Una vez logrados esos objetivos, la cuestión del orden público se trató los días 15 y 16 de abril, en simultaneidad con la primera manifestación masiva de protesta a la que se atrevían las derechas, y que fue atacada a tiros por las izquierdas, causando numerosos muertos. Calvo Sotelo habló en las Cortes, entre burlas y amenazas de "arrastrarlo" a él y a otros dirigentes derechistas, especialmente por parte de la Pasionaria y de Margarita Nelken. También Gil-Robles recibió amenazas de muerte por parte del jefe comunista José Díaz y por la Pasionaria.
Calvo dio los datos, muy graves y probablemente incompletos a causa de la censura, de los muertos, asaltos e incendios en sólo un mes y medio. Azaña, pese a la timorata, más que moderada, actuación de la derecha, le espetó: "¿No queríais violencia? ¿No os molestaban las instituciones sociales de la República? Pues tomad violencia. Ateneos a las consecuencias". Con estas frases renunciaba, sencillamente, a toda pretensión de legitimidad para el Frente Popular.
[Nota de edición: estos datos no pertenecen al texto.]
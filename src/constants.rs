/// Rows requested per page when reading a table from the remote store
pub const DEFAULT_PAGE_SIZE: usize = 1000;

/// Rows written per bulk upsert during restore
pub const DEFAULT_BATCH_SIZE: usize = 100;

/// Snapshots kept by retention pruning
/// 288 = 24 hours of backups at a 5-minute cadence
pub const DEFAULT_KEEP_COUNT: usize = 288;

/// Parallel table fetches during backup
pub const DEFAULT_BACKUP_WORKERS: usize = 5;

/// Parallel batch writes during restore (sequential by default)
pub const DEFAULT_RESTORE_WORKERS: usize = 1;

/// Post-restore row count below this share of the expected count is flagged
pub const DEFAULT_VERIFY_TOLERANCE: f64 = 0.9;

/// Timeout applied to every remote store request
pub const DEFAULT_REQUEST_TIMEOUT_SECS: u64 = 30;

/// Row identifier column used for sorting, diffing and update fallback
pub const DEFAULT_ID_COLUMN: &str = "id";

/// Token the caller must supply before a rollback runs
pub const ROLLBACK_CONFIRMATION: &str = "ROLLBACK";

/// Token an interactive restore asks for before overwriting the store
pub const RESTORE_CONFIRMATION: &str = "YES";

/// Error details kept per restored batch
pub const MAX_ERROR_DETAILS_PER_BATCH: usize = 5;

/// Characters kept from a single write error message
pub const MAX_ERROR_DETAIL_CHARS: usize = 200;

// =============================================================================
// Directory and file layout
// =============================================================================

pub const BACKUPS_DIR: &str = "backups";
pub const SAFETY_BACKUPS_DIR: &str = "safety_backups";
pub const SUMMARIES_DIR: &str = "summaries";
pub const LOGS_DIR: &str = "logs";
pub const LOG_FILE: &str = "backup.log";

pub const SNAPSHOT_FILE_PREFIX: &str = "snapshot_";
pub const SAFETY_FILE_PREFIX: &str = "safety_";
pub const BACKUP_SUMMARY_PREFIX: &str = "backup_summary_";
pub const RESTORE_LOG_PREFIX: &str = "restore_log_";

/// chrono format of snapshot ids; fixed width so string order is time order
pub const SNAPSHOT_ID_FORMAT: &str = "%Y%m%d_%H%M%S_%3f";

// =============================================================================
// Safety snapshot purposes
// =============================================================================

pub const PURPOSE_PRE_RESTORE: &str = "pre_restore_snapshot";
pub const PURPOSE_PRE_ROLLBACK: &str = "pre_rollback_snapshot";

// =============================================================================
// Remote store error classification
// =============================================================================

/// PostgreSQL SQLSTATE for unique violations
pub const SQLSTATE_UNIQUE_VIOLATION: &str = "23505";

/// PostgreSQL SQLSTATE for writes into a generated column
pub const SQLSTATE_GENERATED_ALWAYS: &str = "428C9";
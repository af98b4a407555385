use std::collections::BTreeMap;
use std::fmt;

use chrono::{DateTime, Utc};
use serde::{Deserialize, Serialize};

/// One row record: column name -> value
pub type Row = serde_json::Map<String, serde_json::Value>;

/// Kind of backup run that produced a snapshot
#[derive(Debug, Clone, Copy, PartialEq, Eq, Serialize, Deserialize)]
#[serde(rename_all = "lowercase")]
pub enum SnapshotKind {
    Full,
    Incremental,
    Safety,
}

impl fmt::Display for SnapshotKind {
    fn fmt(&self, f: &mut fmt::Formatter<'_>) -> fmt::Result {
        let name = match self {
            SnapshotKind::Full => "full",
            SnapshotKind::Incremental => "incremental",
            SnapshotKind::Safety => "safety",
        };
        f.write_str(name)
    }
}

/// Backup state of one table within one snapshot
///
/// On disk a materialized entry is a plain row list; the other two variants
/// are objects tagged with `_unchanged` or `_backup_failed`.
#[derive(Debug, Clone, PartialEq, Serialize, Deserialize)]
#[serde(try_from = "StoredEntry", into = "StoredEntry")]
pub enum TableEntry {
    Materialized(Vec<Row>),
    Unchanged {
        reference_snapshot_id: String,
        content_hash: String,
    },
    Failed {
        error_message: String,
    },
}

impl TableEntry {
    pub fn is_failed(&self) -> bool {
        matches!(self, TableEntry::Failed { .. })
    }

    /// Rows stored directly in this entry (None for markers)
    pub fn rows(&self) -> Option<&[Row]> {
        match self {
            TableEntry::Materialized(rows) => Some(rows),
            _ => None,
        }
    }
}

#[derive(Serialize, Deserialize)]
#[serde(untagged)]
enum StoredEntry {
    Rows(Vec<Row>),
    Marker(EntryMarker),
}

#[derive(Default, Serialize, Deserialize)]
struct EntryMarker {
    #[serde(rename = "_unchanged", default, skip_serializing_if = "is_false")]
    unchanged: bool,
    #[serde(
        rename = "_reference_backup",
        default,
        skip_serializing_if = "Option::is_none"
    )]
    reference_backup: Option<String>,
    #[serde(rename = "_hash", default, skip_serializing_if = "Option::is_none")]
    hash: Option<String>,
    #[serde(rename = "_backup_failed", default, skip_serializing_if = "is_false")]
    backup_failed: bool,
    #[serde(rename = "_error", default, skip_serializing_if = "Option::is_none")]
    error: Option<String>,
}

fn is_false(value: &bool) -> bool {
    !*value
}

impl TryFrom<StoredEntry> for TableEntry {
    type Error = String;

    fn try_from(stored: StoredEntry) -> Result<Self, Self::Error> {
        match stored {
            StoredEntry::Rows(rows) => Ok(TableEntry::Materialized(rows)),
            StoredEntry::Marker(marker) if marker.backup_failed => Ok(TableEntry::Failed {
                error_message: marker.error.unwrap_or_default(),
            }),
            StoredEntry::Marker(marker) if marker.unchanged => {
                let reference_snapshot_id = marker
                    .reference_backup
                    .ok_or_else(|| "unchanged marker without _reference_backup".to_string())?;
                Ok(TableEntry::Unchanged {
                    reference_snapshot_id,
                    content_hash: marker.hash.unwrap_or_default(),
                })
            }
            StoredEntry::Marker(_) => {
                Err("table entry is neither a row list nor a known marker".to_string())
            }
        }
    }
}

impl From<TableEntry> for StoredEntry {
    fn from(entry: TableEntry) -> Self {
        match entry {
            TableEntry::Materialized(rows) => StoredEntry::Rows(rows),
            TableEntry::Unchanged {
                reference_snapshot_id,
                content_hash,
            } => StoredEntry::Marker(EntryMarker {
                unchanged: true,
                reference_backup: Some(reference_snapshot_id),
                hash: Some(content_hash),
                ..EntryMarker::default()
            }),
            TableEntry::Failed { error_message } => StoredEntry::Marker(EntryMarker {
                backup_failed: true,
                error: Some(error_message),
                ..EntryMarker::default()
            }),
        }
    }
}

/// Snapshot metadata section
#[derive(Debug, Clone, PartialEq, Serialize, Deserialize)]
pub struct SnapshotMetadata {
    #[serde(rename = "timestamp")]
    pub id: String,
    #[serde(rename = "backup_date")]
    pub created_at: DateTime<Utc>,
    #[serde(rename = "backup_type")]
    pub kind: SnapshotKind,
    #[serde(rename = "previous_backup", default)]
    pub previous_snapshot_id: Option<String>,
    pub tables: Vec<String>,
    #[serde(default, skip_serializing_if = "Option::is_none")]
    pub purpose: Option<String>,
    #[serde(default)]
    pub total_tables: usize,
    /// Rows fetched from the store across all successful tables
    #[serde(default)]
    pub total_rows: usize,
    /// Rows physically stored in this snapshot
    #[serde(default)]
    pub stored_rows: usize,
    #[serde(default)]
    pub successful_tables: usize,
    #[serde(default)]
    pub failed_tables: Vec<String>,
    #[serde(default)]
    pub changed_tables: Vec<String>,
    #[serde(default)]
    pub unchanged_tables: Vec<String>,
    #[serde(default)]
    pub compressed: bool,
    #[serde(default)]
    pub max_workers: usize,
}

impl SnapshotMetadata {
    pub fn changed_count(&self) -> usize {
        self.changed_tables.len()
    }

    pub fn unchanged_count(&self) -> usize {
        self.unchanged_tables.len()
    }
}

/// One persisted backup run across all tables
#[derive(Debug, Clone, PartialEq, Serialize, Deserialize)]
pub struct Snapshot {
    pub metadata: SnapshotMetadata,
    pub data: BTreeMap<String, TableEntry>,
}

impl Snapshot {
    pub fn id(&self) -> &str {
        &self.metadata.id
    }

    pub fn entry(&self, table: &str) -> Option<&TableEntry> {
        self.data.get(table)
    }
}
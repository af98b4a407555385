//! Backup command implementation

use anyhow::{Context as _, Result};
use remote_table_backup::models::format_bytes;
use remote_table_backup::{BackupOrchestrator, BackupRequest, Context};

use crate::cli::BackupArgs;

/// Execute the backup command
pub async fn execute(args: &BackupArgs, ctx: &Context) -> Result<()> {
    let mut request = BackupRequest::regular(&ctx.config);
    request.force_full = args.force_full;
    request.compress = ctx.config.compress && !args.no_compress;
    request.show_progress = !args.no_progress;
    if let Some(workers) = args.workers {
        request.concurrency = workers;
    }

    let report = BackupOrchestrator::new(ctx)
        .run(&request)
        .await
        .context("Backup failed")?;

    let metadata = &report.snapshot.metadata;
    println!("Backup {} ({})", metadata.id, metadata.kind);
    println!("  file: {}", report.path.display());
    if let Some(summary) = &report.summary {
        println!("  size: {}", format_bytes(summary.file_size_bytes));
    }
    println!(
        "  tables: {} successful, {} failed, {} changed, {} unchanged",
        metadata.successful_tables,
        metadata.failed_tables.len(),
        metadata.changed_count(),
        metadata.unchanged_count()
    );
    println!("  rows: {} ({} stored)", metadata.total_rows, metadata.stored_rows);
    if !report.prune.deleted.is_empty() {
        println!("  pruned {} old backup(s)", report.prune.deleted.len());
    }

    if !report.is_complete() {
        anyhow::bail!(
            "{} table(s) failed: {}",
            report.failed_tables().len(),
            report.failed_tables().join(", ")
        );
    }
    Ok(())
}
Dos meses más tarde, el 18 de junio, con una situación muy empeorada, las derechas presentaron una proposición no de ley para intentar que el Gobierno cumpliera sus obligaciones –lo que, por otra parte, lo habría legitimado–: "Las Cortes esperan del Gobierno la rápida adopción de las medidas necesarias para poner fin al estado de subversión en que vive España". Entre amenazas e insultos gravísimos, una vez más, Gil-Robles dio nuevos datos: 269 muertos y 1.267 heridos en sólo cuatro meses, innumerables incendios de iglesias y centros políticos derechistas, huelgas constantes y a menudo violentas, etc. Denunció la llamada "republicanización de la justicia", es decir, la supeditación de ésta al Frente Popular.
Calvo Sotelo, por su parte, citó frases revolucionarias de Largo Caballero, el Lenin español, a quien estaba unido el Gobierno por un "cordón umbilical". El Ejército no podía adoptar una actitud subversiva, pero "sería loco el militar que al frente de su destino no estuviera dispuesto a sublevarse a favor de España y en contra de la anarquía, si ésta se produjese". Casares Quiroga, el jefe de Gobierno tras haber subido Azaña a la presidencia de la República, pintó un panorama social casi idílico, y amenazó a Calvo con hacerle responsable de cuanto pudiera ocurrir. Calvo replicó con sus famosas palabras:
"Yo acepto con gusto y no desdeño ninguna de las responsabilidades que se puedan derivar de actos que yo realice, y las responsabilidades ajenas, si son para el bien de mi patria. Yo digo lo que Santo Domingo de Silos contestó a un rey castellano: 'Señor, la vida podéis quitarme, pero más no podéis'. Y es preferible morir con honra a vivir con vilipendio".
Concluyó previniendo a Casares contra la eventualidad de convertirse en un Kérenski o un Karoli, que habían abierto el paso al comunismo en Rusia y Hungría, respectivamente.
Mientras tanto, iba tomando cierta consistencia la conspiración militar dirigida por Mola, de la que hablaremos luego.